Go through the material below and please tally the lines that hold the word "Severe"; the number alone is the answer.

*** RECORDS FOR THIS EXERCISE

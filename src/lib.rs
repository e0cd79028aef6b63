//! labsig - clinical significance triage for lab values
//!
//! Resolves a lab test by name or alias, runs its ordered decision table
//! against a numeric value and optional patient context, and reports how
//! urgently the value deserves attention.
//!
//! ```
//! use labsig::engine::ClinicalSignificanceEngine;
//! use labsig::models::{PatientContext, Sex, SignificanceLevel};
//!
//! let engine = ClinicalSignificanceEngine::new().unwrap();
//! let ctx = PatientContext::default().with_sex(Sex::Female);
//! let result = engine.evaluate("hgb", 11.8, &ctx).unwrap();
//! assert_eq!(result.significance, SignificanceLevel::LikelyInsignificant);
//! ```

pub mod catalog;
pub mod config;
pub mod engine;
pub mod evaluators;
pub mod models;
pub mod reporters;

pub use engine::{ClinicalSignificanceEngine, EvaluationError, MAX_BATCH_SIZE};
pub use models::{EvaluationResult, PatientContext, Sex, SignificanceLevel};
//! Hemoglobin evaluator
//!
//! Critical bounds apply to everyone. Female and male bands come next; a
//! value that slips between two sex-specific bands (female 11.9-12.0, male
//! 13.4-13.5) falls through to the unknown-sex bands at the bottom.
//!
//! Age is accepted in the patient context but no band depends on it.

use super::base::{Evaluator, Fallback, Rule, RuleSet};
use crate::models::{Sex, SignificanceLevel};

pub struct HemoglobinEvaluator;

const NO_ACTION: &str = "No action needed";

static RULES: RuleSet = RuleSet {
    rules: &[
        Rule {
            id: "critical_low",
            condition: "value < 7.0",
            level: SignificanceLevel::Critical,
            pearl: "Severe anemia - transfusion may be needed",
            action: "Immediate evaluation required",
            guard: |v, _| v < 7.0,
        },
        Rule {
            id: "critical_high",
            condition: "value > 18.0",
            level: SignificanceLevel::Critical,
            pearl: "Severe polycythemia - check for hyperviscosity",
            action: "Immediate evaluation required",
            guard: |v, _| v > 18.0,
        },
        Rule {
            id: "female_mild_anemia",
            condition: "female and 11.5 <= value <= 11.9",
            level: SignificanceLevel::LikelyInsignificant,
            pearl: "Mild anemia - common in menstruating women",
            action: "Consider iron studies if symptoms present",
            guard: |v, c| c.sex == Sex::Female && (11.5..=11.9).contains(&v),
        },
        Rule {
            id: "female_moderate_anemia",
            condition: "female and 10.0 <= value < 11.5",
            level: SignificanceLevel::PossiblySignificant,
            pearl: "Moderate anemia - investigate cause",
            action: "Iron studies, B12/folate recommended",
            guard: |v, c| c.sex == Sex::Female && (10.0..11.5).contains(&v),
        },
        Rule {
            id: "female_significant_anemia",
            condition: "female and value < 10.0",
            level: SignificanceLevel::ClinicallySignificant,
            pearl: "Significant anemia requiring evaluation",
            action: "Comprehensive anemia workup needed",
            guard: |v, c| c.sex == Sex::Female && v < 10.0,
        },
        Rule {
            id: "female_normal",
            condition: "female and value >= 12.0",
            level: SignificanceLevel::Normal,
            pearl: "Normal hemoglobin for female",
            action: NO_ACTION,
            guard: |v, c| c.sex == Sex::Female && v >= 12.0,
        },
        Rule {
            id: "male_borderline_low",
            condition: "male and 13.0 <= value <= 13.4",
            level: SignificanceLevel::PossiblySignificant,
            pearl: "Borderline low for male - monitor trend",
            action: "Consider repeat if symptomatic",
            guard: |v, c| c.sex == Sex::Male && (13.0..=13.4).contains(&v),
        },
        Rule {
            id: "male_anemia",
            condition: "male and value < 13.0",
            level: SignificanceLevel::ClinicallySignificant,
            pearl: "Anemia in male - needs investigation",
            action: "Comprehensive anemia workup recommended",
            guard: |v, c| c.sex == Sex::Male && v < 13.0,
        },
        Rule {
            id: "male_normal",
            condition: "male and value >= 13.5",
            level: SignificanceLevel::Normal,
            pearl: "Normal hemoglobin for male",
            action: NO_ACTION,
            guard: |v, c| c.sex == Sex::Male && v >= 13.5,
        },
        Rule {
            id: "general_normal",
            condition: "12.0 <= value <= 16.0",
            level: SignificanceLevel::Normal,
            pearl: "Within normal range",
            action: NO_ACTION,
            guard: |v, _| (12.0..=16.0).contains(&v),
        },
    ],
    fallback: Fallback {
        id: "general_abnormal",
        level: SignificanceLevel::PossiblySignificant,
        pearl: "Abnormal value - consider clinical context",
        action: "Clinical correlation recommended",
    },
};

impl Evaluator for HemoglobinEvaluator {
    fn key(&self) -> &'static str {
        "hemoglobin"
    }

    fn display_name(&self) -> &'static str {
        "Hemoglobin"
    }

    fn aliases(&self) -> &'static [&'static str] {
        &["hgb", "hb", "hemoglobin", "haemoglobin"]
    }

    fn unit(&self) -> &'static str {
        "g/dL"
    }

    fn reference_range(&self) -> &'static str {
        "M: 13.5-17.5, F: 12.0-15.5"
    }

    fn rules(&self) -> &'static RuleSet {
        &RULES
    }
}

#[cfg(test)]
mod tests {
    use super::*;
    use crate::models::PatientContext;

    fn assess(value: f64, sex: Sex) -> (SignificanceLevel, &'static str) {
        let a = HemoglobinEvaluator.assess(value, &PatientContext::default().with_sex(sex));
        (a.level, a.rule)
    }

    #[test]
    fn test_critical_bounds_ignore_sex() {
        for sex in [Sex::Female, Sex::Male, Sex::Unknown] {
            assert_eq!(assess(6.9, sex), (SignificanceLevel::Critical, "critical_low"));
            assert_eq!(assess(18.1, sex), (SignificanceLevel::Critical, "critical_high"));
        }
        // Boundaries themselves are not critical
        assert_ne!(assess(7.0, Sex::Female).0, SignificanceLevel::Critical);
        assert_ne!(assess(18.0, Sex::Male).0, SignificanceLevel::Critical);
    }

    #[test]
    fn test_female_bands() {
        use SignificanceLevel::*;
        assert_eq!(assess(11.8, Sex::Female).0, LikelyInsignificant);
        assert_eq!(assess(11.5, Sex::Female).0, LikelyInsignificant);
        assert_eq!(assess(11.9, Sex::Female).0, LikelyInsignificant);
        assert_eq!(assess(11.49, Sex::Female).0, PossiblySignificant);
        assert_eq!(assess(10.0, Sex::Female).0, PossiblySignificant);
        assert_eq!(assess(9.5, Sex::Female).0, ClinicallySignificant);
        assert_eq!(assess(12.0, Sex::Female).0, Normal);
        assert_eq!(assess(17.5, Sex::Female), (Normal, "female_normal"));
    }

    #[test]
    fn test_female_gap_falls_through_to_general_bands() {
        assert_eq!(
            assess(11.95, Sex::Female),
            (SignificanceLevel::PossiblySignificant, "general_abnormal")
        );
    }

    #[test]
    fn test_male_bands() {
        use SignificanceLevel::*;
        assert_eq!(assess(13.2, Sex::Male).0, PossiblySignificant);
        assert_eq!(assess(13.0, Sex::Male).0, PossiblySignificant);
        assert_eq!(assess(13.4, Sex::Male).0, PossiblySignificant);
        assert_eq!(assess(12.5, Sex::Male).0, ClinicallySignificant);
        assert_eq!(assess(13.5, Sex::Male).0, Normal);
        assert_eq!(assess(14.5, Sex::Male), (Normal, "male_normal"));
    }

    #[test]
    fn test_male_gap_falls_through_to_general_bands() {
        assert_eq!(
            assess(13.45, Sex::Male),
            (SignificanceLevel::Normal, "general_normal")
        );
    }

    #[test]
    fn test_unknown_sex_bands() {
        use SignificanceLevel::*;
        assert_eq!(assess(12.0, Sex::Unknown), (Normal, "general_normal"));
        assert_eq!(assess(16.0, Sex::Unknown), (Normal, "general_normal"));
        assert_eq!(assess(11.99, Sex::Unknown).0, PossiblySignificant);
        assert_eq!(assess(16.01, Sex::Unknown).0, PossiblySignificant);
    }

    #[test]
    fn test_age_does_not_change_outcome() {
        let young = PatientContext::default().with_sex(Sex::Female).with_age(20);
        let old = young.with_age(90);
        for v in [6.0, 10.5, 11.7, 12.3, 19.0] {
            assert_eq!(
                HemoglobinEvaluator.assess(v, &young),
                HemoglobinEvaluator.assess(v, &old)
            );
        }
    }
}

******

### RESPONSE TO THIS TASK
2